(DATA FOR THE TASK begins)
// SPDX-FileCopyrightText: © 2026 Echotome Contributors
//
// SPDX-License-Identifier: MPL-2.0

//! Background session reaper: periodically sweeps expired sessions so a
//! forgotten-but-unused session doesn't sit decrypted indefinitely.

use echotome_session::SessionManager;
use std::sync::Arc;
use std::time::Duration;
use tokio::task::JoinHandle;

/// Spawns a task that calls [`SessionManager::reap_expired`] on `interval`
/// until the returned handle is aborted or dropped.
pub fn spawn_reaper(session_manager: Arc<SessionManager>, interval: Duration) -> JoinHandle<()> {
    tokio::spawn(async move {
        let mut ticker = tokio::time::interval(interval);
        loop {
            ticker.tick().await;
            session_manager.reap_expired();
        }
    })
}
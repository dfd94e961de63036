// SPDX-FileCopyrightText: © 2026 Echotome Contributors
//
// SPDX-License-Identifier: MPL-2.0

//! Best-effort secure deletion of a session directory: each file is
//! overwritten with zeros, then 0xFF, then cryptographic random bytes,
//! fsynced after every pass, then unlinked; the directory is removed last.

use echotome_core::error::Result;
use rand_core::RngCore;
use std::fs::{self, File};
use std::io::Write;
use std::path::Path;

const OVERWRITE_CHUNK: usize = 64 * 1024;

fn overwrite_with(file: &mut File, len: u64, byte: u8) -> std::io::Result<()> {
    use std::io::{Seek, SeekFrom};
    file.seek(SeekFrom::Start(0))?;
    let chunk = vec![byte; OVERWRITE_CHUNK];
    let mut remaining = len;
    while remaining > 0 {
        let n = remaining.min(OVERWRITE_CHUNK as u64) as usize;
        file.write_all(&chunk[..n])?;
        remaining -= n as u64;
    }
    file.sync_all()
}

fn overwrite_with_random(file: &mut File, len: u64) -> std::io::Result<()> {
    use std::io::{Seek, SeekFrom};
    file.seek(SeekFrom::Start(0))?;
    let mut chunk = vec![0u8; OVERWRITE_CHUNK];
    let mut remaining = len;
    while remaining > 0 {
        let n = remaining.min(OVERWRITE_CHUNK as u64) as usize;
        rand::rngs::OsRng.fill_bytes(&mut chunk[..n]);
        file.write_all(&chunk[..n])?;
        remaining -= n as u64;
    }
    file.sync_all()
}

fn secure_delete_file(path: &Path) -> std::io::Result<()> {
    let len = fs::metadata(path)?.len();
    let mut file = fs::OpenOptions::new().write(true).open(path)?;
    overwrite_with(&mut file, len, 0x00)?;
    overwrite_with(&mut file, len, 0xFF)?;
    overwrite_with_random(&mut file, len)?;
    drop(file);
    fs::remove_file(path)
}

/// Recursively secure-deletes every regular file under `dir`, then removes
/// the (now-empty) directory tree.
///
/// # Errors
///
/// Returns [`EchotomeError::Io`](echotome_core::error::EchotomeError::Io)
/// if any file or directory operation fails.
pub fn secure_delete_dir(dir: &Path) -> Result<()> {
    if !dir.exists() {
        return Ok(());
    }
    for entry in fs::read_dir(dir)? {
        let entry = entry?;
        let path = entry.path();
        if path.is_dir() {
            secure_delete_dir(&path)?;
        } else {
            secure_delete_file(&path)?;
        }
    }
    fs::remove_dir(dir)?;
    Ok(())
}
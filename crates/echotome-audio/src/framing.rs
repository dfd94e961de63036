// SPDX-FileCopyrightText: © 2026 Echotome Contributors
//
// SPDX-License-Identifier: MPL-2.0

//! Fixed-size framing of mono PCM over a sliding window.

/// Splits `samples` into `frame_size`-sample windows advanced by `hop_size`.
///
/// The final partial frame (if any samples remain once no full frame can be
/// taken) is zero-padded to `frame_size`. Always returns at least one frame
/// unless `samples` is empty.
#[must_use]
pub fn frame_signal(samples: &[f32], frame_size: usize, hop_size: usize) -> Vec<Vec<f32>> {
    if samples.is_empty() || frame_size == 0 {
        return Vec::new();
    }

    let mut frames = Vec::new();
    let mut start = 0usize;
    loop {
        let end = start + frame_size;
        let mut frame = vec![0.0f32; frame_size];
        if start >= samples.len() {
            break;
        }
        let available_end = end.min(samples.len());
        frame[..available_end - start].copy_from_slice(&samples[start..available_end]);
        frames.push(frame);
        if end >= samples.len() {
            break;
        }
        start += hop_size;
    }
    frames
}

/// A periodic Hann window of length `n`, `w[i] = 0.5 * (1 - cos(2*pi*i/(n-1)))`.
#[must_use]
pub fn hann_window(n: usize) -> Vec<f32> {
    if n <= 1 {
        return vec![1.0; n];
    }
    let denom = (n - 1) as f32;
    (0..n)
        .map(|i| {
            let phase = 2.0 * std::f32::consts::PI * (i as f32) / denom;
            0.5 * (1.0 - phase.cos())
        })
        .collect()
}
(DATA FOR THE TASK ends)
(DATA FOR THE TASK begins)
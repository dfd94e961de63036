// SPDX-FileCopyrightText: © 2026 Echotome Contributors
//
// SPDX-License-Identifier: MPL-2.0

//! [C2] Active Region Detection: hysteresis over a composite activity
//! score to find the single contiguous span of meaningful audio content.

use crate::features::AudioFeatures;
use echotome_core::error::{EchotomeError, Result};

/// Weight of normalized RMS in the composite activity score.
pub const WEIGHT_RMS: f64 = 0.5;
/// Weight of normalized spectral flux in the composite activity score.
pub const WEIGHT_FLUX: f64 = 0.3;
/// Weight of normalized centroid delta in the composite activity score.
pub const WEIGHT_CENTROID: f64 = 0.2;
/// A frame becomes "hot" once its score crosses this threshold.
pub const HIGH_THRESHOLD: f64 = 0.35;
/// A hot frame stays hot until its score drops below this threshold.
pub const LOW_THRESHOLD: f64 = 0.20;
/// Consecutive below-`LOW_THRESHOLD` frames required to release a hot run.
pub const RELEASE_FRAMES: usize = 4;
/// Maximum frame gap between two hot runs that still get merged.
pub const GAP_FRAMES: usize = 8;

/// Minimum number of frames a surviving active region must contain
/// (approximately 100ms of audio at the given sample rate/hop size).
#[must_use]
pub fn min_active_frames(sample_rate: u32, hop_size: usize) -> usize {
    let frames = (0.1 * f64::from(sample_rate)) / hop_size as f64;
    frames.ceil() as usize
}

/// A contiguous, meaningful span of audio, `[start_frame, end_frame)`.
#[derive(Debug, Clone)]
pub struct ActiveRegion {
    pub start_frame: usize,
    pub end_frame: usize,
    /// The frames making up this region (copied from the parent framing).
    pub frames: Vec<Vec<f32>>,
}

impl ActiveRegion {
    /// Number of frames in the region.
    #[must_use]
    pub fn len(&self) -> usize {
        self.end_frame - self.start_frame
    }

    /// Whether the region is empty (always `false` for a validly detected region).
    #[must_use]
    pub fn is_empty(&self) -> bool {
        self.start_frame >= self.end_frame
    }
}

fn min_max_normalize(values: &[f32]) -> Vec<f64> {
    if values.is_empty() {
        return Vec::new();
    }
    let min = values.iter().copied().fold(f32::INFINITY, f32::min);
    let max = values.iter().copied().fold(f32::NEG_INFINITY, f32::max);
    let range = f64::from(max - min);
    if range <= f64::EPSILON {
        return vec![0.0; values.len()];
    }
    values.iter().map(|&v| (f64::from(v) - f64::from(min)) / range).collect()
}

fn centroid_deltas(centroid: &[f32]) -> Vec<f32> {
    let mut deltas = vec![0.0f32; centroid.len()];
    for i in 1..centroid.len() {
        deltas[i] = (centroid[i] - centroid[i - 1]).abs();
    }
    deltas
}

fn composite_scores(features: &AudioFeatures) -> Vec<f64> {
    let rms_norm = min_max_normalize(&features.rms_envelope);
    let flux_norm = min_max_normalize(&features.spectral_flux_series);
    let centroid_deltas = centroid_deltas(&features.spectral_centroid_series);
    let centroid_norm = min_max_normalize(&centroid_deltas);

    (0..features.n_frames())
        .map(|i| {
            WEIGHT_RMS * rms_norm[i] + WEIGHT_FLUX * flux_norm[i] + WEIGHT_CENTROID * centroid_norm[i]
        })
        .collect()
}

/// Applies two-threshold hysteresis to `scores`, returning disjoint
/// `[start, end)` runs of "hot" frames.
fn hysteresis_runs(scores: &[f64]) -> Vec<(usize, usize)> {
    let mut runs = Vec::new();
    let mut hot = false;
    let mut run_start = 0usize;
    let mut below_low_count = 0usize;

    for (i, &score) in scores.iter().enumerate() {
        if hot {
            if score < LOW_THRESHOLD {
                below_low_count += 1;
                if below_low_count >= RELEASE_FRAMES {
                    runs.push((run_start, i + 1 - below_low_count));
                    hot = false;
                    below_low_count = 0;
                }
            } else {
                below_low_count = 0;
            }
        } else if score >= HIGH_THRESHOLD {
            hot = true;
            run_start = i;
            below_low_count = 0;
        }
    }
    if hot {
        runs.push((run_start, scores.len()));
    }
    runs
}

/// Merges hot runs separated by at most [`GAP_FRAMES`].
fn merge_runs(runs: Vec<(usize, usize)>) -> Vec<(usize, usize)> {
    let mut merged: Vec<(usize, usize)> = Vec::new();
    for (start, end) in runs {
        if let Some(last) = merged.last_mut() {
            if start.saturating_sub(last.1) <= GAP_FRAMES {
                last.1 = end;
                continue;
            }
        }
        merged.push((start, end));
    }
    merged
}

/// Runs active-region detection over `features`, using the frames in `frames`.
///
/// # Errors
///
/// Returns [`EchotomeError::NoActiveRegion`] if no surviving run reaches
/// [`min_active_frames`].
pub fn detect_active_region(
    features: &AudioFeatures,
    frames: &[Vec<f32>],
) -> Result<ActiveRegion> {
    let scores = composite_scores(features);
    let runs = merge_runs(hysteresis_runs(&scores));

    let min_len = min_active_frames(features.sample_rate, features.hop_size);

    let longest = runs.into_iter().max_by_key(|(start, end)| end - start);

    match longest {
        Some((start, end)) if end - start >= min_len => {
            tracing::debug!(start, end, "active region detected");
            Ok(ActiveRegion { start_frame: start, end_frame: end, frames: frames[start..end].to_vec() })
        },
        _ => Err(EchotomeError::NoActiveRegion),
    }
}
(DATA FOR THE TASK ends)
(DATA FOR THE TASK begins)
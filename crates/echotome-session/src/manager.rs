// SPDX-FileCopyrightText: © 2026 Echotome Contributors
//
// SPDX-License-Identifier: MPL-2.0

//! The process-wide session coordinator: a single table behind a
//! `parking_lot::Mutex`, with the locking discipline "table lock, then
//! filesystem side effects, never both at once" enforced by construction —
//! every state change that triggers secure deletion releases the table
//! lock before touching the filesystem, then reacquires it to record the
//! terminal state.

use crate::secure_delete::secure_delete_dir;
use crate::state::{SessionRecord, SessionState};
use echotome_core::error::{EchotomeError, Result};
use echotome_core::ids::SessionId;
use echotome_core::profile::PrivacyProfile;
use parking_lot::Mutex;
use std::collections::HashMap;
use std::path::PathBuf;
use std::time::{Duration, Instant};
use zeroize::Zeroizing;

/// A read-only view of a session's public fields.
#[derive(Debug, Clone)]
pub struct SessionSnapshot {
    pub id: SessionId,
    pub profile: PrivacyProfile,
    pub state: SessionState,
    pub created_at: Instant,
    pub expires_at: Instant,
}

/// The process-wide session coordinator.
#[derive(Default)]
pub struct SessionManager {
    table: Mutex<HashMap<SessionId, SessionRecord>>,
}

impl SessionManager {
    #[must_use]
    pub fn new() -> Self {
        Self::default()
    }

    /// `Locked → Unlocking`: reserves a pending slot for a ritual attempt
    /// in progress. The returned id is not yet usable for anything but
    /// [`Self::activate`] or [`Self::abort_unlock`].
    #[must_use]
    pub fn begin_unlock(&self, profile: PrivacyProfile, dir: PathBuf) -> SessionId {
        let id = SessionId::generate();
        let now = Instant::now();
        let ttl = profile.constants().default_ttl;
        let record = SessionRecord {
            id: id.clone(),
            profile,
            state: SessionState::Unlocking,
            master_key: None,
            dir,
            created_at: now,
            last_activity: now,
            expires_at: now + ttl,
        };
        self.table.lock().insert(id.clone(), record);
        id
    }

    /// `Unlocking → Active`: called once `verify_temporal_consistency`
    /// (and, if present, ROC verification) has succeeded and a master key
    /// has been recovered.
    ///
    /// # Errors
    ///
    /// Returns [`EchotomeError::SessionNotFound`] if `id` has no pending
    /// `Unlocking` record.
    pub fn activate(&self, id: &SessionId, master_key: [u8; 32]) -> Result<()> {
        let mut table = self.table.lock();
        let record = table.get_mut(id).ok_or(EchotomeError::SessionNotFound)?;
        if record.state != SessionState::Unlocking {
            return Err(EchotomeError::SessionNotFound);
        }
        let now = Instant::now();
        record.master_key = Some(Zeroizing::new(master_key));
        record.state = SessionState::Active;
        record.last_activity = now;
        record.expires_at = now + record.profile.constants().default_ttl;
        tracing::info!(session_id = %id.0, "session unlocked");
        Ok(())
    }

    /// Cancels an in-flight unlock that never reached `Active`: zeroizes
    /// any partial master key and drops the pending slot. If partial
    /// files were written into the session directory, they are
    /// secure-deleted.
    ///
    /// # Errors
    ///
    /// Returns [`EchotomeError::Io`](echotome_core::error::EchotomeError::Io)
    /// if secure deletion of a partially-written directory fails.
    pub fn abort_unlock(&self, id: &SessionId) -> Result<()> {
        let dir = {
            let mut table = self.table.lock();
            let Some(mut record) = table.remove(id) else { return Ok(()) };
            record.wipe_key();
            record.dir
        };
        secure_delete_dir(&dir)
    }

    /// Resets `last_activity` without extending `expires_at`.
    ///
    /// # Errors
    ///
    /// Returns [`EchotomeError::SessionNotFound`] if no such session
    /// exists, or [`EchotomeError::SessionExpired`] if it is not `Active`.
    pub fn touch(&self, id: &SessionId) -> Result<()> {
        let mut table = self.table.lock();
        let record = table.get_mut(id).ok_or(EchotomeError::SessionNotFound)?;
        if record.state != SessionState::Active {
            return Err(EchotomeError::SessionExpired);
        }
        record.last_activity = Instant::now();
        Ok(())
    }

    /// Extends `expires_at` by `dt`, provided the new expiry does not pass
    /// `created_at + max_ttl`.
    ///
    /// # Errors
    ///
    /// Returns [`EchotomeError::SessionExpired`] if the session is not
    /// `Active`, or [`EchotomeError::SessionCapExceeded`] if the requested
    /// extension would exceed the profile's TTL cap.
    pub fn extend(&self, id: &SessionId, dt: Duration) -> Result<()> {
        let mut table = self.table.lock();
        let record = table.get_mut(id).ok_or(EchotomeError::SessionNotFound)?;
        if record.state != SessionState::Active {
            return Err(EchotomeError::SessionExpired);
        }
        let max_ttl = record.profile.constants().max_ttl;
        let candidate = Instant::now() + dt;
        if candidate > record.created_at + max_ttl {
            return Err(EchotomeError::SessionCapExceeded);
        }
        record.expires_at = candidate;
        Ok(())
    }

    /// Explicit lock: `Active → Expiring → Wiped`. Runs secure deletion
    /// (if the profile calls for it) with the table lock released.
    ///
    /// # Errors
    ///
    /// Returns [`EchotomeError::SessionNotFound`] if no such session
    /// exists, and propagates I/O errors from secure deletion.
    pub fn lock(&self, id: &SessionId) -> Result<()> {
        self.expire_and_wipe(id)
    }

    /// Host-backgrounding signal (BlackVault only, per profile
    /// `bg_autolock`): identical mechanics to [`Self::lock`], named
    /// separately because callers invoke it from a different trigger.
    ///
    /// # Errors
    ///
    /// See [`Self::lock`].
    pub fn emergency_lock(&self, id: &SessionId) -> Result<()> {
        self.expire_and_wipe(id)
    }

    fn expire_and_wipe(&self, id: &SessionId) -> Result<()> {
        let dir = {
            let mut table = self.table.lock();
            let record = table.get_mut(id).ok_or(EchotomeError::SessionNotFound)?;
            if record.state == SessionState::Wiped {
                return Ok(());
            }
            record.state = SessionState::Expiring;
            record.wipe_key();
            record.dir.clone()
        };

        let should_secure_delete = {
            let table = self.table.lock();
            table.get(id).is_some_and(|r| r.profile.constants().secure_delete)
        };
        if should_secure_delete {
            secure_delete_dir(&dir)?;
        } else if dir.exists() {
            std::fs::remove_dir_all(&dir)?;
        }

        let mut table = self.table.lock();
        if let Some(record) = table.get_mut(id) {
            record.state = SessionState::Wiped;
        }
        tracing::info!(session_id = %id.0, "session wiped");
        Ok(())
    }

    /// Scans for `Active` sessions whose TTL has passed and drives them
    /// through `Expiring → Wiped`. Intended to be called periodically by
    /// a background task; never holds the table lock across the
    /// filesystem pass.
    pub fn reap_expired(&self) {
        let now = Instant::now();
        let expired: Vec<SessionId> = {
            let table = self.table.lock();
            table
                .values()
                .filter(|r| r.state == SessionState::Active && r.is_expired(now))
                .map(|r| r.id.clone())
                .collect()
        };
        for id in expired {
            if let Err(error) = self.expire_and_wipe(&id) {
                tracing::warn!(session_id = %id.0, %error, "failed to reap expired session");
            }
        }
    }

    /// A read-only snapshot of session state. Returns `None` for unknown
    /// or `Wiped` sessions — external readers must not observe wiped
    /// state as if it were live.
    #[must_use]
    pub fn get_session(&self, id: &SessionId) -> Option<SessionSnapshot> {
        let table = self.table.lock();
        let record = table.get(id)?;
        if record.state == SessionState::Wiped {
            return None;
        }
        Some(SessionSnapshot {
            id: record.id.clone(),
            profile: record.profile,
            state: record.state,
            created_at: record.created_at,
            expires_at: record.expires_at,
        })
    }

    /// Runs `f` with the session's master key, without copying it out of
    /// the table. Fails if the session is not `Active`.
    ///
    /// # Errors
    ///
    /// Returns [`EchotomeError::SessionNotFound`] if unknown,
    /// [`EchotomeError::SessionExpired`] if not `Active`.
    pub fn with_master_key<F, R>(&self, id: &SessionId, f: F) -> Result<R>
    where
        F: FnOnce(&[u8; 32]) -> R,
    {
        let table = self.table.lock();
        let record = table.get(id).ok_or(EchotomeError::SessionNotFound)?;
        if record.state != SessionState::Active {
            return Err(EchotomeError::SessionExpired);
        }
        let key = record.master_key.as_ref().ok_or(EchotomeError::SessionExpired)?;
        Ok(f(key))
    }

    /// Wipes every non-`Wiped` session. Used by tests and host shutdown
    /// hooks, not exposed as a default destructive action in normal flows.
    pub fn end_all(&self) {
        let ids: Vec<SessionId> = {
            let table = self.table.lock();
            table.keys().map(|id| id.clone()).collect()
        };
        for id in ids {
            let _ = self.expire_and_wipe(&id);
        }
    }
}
(DATA FOR THE TASK ends)
TRY IT: Which lines in the records above hold the string "range"? Copy each of them.

ANSWER AREA:
    let range = f64::from(max - min);
    if range <= f64::EPSILON {
    values.iter().map(|&v| (f64::from(v) - f64::from(min)) / range).collect()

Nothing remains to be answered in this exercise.